Prompt:
The lines below are to be quoted exactly, from the first through the one that contains "pub const DEFAULT_REQUEST_TIMEOUT: Duration".

Data excerpts:
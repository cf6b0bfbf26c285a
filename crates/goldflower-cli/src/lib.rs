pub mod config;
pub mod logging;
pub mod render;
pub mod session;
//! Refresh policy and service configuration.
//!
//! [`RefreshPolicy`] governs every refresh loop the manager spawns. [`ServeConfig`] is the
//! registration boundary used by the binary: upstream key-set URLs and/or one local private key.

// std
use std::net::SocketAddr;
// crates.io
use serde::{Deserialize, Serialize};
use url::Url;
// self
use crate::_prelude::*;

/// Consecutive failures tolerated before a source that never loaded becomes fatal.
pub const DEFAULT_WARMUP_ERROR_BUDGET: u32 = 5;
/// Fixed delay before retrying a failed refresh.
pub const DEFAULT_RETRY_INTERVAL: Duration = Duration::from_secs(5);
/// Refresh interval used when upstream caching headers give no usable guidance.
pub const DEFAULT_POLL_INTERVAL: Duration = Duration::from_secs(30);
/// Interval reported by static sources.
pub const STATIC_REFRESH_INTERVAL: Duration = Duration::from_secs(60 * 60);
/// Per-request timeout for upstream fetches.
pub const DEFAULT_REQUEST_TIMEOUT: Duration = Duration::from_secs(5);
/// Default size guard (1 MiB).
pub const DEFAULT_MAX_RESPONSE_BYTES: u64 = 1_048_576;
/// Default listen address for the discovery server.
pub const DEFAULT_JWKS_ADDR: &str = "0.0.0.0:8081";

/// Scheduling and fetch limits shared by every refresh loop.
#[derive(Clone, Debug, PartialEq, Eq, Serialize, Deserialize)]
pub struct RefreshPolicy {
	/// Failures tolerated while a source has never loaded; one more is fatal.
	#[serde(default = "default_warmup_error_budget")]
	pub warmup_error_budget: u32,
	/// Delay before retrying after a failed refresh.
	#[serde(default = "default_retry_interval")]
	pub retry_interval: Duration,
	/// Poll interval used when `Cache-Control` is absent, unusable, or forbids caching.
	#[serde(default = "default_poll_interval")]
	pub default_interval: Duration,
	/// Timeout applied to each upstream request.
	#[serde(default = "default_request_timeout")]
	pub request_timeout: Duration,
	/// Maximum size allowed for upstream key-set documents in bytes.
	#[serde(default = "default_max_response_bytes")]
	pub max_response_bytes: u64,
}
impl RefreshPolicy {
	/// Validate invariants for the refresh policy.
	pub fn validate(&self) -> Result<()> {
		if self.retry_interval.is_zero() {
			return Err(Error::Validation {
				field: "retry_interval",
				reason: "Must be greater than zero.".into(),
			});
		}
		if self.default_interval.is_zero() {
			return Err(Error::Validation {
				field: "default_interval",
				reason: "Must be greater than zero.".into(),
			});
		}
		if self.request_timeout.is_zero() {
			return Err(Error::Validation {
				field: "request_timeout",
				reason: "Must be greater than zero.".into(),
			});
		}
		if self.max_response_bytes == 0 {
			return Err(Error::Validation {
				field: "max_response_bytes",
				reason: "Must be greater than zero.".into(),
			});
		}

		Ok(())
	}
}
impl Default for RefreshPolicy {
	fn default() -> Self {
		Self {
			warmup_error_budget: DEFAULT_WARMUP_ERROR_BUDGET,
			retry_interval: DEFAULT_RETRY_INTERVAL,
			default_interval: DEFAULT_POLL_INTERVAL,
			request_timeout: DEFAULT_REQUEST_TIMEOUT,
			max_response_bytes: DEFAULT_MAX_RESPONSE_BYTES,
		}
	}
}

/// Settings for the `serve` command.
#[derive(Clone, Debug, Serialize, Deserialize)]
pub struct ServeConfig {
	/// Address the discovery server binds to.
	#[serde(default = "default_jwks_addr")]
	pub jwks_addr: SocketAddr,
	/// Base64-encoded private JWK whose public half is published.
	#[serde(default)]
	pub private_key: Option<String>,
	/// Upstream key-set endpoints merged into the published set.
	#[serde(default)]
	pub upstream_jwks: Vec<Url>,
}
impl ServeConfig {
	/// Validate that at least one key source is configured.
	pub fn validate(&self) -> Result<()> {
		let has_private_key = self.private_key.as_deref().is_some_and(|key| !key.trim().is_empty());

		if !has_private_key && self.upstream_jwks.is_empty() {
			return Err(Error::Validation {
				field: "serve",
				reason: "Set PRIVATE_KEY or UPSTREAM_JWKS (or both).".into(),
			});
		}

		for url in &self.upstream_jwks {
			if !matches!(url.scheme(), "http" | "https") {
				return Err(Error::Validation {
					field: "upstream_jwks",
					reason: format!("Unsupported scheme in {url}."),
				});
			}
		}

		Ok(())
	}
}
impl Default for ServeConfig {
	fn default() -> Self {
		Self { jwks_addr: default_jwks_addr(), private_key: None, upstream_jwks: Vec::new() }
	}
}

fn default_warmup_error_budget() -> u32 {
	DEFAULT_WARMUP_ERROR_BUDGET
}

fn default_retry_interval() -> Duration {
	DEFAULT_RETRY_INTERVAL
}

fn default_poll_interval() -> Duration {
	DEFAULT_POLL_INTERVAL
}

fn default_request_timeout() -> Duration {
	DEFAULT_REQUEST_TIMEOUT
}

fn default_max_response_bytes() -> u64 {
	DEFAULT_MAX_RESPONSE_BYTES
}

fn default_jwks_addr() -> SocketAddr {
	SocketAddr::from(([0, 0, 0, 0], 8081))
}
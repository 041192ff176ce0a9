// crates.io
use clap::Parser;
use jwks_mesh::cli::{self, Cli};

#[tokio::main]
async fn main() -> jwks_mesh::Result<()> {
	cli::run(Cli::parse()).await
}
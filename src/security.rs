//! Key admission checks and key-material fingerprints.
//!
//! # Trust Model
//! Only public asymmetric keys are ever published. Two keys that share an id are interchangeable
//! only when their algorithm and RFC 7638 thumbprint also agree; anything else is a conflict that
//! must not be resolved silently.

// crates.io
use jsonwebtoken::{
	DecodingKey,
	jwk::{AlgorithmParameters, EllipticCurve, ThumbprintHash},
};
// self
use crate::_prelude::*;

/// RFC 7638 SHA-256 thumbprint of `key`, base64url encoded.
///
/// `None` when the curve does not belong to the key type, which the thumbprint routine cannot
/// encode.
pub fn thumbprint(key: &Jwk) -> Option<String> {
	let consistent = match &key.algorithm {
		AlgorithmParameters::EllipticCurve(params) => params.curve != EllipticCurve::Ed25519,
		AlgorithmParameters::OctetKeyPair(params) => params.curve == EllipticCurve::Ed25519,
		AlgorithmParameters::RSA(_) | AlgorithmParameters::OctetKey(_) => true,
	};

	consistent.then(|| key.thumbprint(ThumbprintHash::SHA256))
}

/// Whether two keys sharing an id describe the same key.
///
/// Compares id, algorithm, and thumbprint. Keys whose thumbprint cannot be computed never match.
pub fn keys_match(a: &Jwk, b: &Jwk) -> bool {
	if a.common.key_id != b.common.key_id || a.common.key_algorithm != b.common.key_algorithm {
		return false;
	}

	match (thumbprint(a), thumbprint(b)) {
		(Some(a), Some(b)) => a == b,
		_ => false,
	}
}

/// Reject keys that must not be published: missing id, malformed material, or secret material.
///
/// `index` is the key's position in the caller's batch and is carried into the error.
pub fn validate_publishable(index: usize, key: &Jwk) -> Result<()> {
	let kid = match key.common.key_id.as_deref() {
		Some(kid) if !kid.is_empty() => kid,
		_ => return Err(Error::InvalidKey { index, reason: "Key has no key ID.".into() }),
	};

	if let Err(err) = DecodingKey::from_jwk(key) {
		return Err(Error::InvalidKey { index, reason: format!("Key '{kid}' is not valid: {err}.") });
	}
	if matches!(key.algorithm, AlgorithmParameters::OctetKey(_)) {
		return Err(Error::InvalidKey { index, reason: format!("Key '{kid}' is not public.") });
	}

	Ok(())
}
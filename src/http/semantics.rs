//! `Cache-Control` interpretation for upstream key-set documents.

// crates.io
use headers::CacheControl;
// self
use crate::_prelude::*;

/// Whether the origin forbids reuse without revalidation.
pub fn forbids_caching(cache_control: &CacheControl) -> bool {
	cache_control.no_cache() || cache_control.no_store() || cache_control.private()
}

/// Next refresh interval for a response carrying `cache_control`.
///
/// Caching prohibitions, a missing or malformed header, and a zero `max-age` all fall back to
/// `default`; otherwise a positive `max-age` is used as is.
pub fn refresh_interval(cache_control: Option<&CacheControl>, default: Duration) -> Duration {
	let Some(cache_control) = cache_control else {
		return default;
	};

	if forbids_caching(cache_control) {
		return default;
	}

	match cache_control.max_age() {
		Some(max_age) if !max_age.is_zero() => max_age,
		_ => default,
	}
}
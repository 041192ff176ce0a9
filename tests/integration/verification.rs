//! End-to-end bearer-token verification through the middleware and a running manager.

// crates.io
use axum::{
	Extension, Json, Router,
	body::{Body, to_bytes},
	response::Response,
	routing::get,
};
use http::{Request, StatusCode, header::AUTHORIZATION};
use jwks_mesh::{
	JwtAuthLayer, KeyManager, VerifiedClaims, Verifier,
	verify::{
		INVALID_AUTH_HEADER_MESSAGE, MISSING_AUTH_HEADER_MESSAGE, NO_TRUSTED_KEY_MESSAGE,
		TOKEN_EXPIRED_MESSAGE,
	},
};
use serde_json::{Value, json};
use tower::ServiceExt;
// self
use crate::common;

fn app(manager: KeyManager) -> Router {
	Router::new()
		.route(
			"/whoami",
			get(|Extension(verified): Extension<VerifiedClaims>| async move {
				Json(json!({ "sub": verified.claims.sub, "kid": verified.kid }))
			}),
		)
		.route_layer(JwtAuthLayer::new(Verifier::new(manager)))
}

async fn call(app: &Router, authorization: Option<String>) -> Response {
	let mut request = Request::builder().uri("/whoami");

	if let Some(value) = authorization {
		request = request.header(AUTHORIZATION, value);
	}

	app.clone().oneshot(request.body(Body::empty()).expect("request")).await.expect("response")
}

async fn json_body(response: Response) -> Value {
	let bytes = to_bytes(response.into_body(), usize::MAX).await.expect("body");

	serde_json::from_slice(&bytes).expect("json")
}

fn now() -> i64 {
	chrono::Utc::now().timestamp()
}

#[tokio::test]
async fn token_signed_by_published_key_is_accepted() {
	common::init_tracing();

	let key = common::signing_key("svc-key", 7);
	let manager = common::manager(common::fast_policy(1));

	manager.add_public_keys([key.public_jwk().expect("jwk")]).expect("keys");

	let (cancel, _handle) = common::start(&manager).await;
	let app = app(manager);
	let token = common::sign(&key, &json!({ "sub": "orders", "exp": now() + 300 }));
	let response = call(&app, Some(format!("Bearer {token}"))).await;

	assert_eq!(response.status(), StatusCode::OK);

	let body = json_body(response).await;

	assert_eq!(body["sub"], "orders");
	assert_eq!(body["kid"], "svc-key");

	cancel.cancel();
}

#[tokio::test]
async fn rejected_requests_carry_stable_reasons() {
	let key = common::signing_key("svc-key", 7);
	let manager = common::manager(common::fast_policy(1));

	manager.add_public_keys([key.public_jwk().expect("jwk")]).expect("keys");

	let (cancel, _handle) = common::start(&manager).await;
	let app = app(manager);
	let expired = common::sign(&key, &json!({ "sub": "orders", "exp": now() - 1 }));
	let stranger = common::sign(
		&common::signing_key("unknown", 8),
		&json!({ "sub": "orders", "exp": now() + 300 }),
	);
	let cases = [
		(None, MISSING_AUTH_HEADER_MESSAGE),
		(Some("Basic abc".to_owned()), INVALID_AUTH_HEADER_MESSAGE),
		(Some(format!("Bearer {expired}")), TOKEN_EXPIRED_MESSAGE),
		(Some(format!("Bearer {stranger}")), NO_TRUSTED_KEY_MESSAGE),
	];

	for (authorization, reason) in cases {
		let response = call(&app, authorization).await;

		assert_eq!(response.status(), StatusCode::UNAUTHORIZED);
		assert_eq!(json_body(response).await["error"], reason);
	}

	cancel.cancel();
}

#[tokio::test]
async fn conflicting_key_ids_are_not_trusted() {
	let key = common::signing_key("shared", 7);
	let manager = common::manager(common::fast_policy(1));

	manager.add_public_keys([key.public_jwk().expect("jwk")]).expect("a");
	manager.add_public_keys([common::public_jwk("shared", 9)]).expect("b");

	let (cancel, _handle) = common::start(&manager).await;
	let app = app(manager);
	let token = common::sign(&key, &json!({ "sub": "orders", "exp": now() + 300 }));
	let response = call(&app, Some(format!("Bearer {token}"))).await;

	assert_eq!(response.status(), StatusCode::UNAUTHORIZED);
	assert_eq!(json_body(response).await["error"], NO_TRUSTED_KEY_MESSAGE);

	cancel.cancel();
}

Response to the exercise:
repository cf6b0bfbf26c285a
filename crates/goldflower-cli/src/lib.rs
pub mod config;
pub mod logging;
pub mod render;
pub mod session;
//! Refresh policy and service configuration.
//!
//! [`RefreshPolicy`] governs every refresh loop the manager spawns. [`ServeConfig`] is the
//! registration boundary used by the binary: upstream key-set URLs and/or one local private key.

// std
use std::net::SocketAddr;
// crates.io
use serde::{Deserialize, Serialize};
use url::Url;
// self
use crate::_prelude::*;

/// Consecutive failures tolerated before a source that never loaded becomes fatal.
pub const DEFAULT_WARMUP_ERROR_BUDGET: u32 = 5;
/// Fixed delay before retrying a failed refresh.
pub const DEFAULT_RETRY_INTERVAL: Duration = Duration::from_secs(5);
/// Refresh interval used when upstream caching headers give no usable guidance.
pub const DEFAULT_POLL_INTERVAL: Duration = Duration::from_secs(30);
/// Interval reported by static sources.
pub const STATIC_REFRESH_INTERVAL: Duration = Duration::from_secs(60 * 60);
/// Per-request timeout for upstream fetches.
pub const DEFAULT_REQUEST_TIMEOUT: Duration = Duration::from_secs(5);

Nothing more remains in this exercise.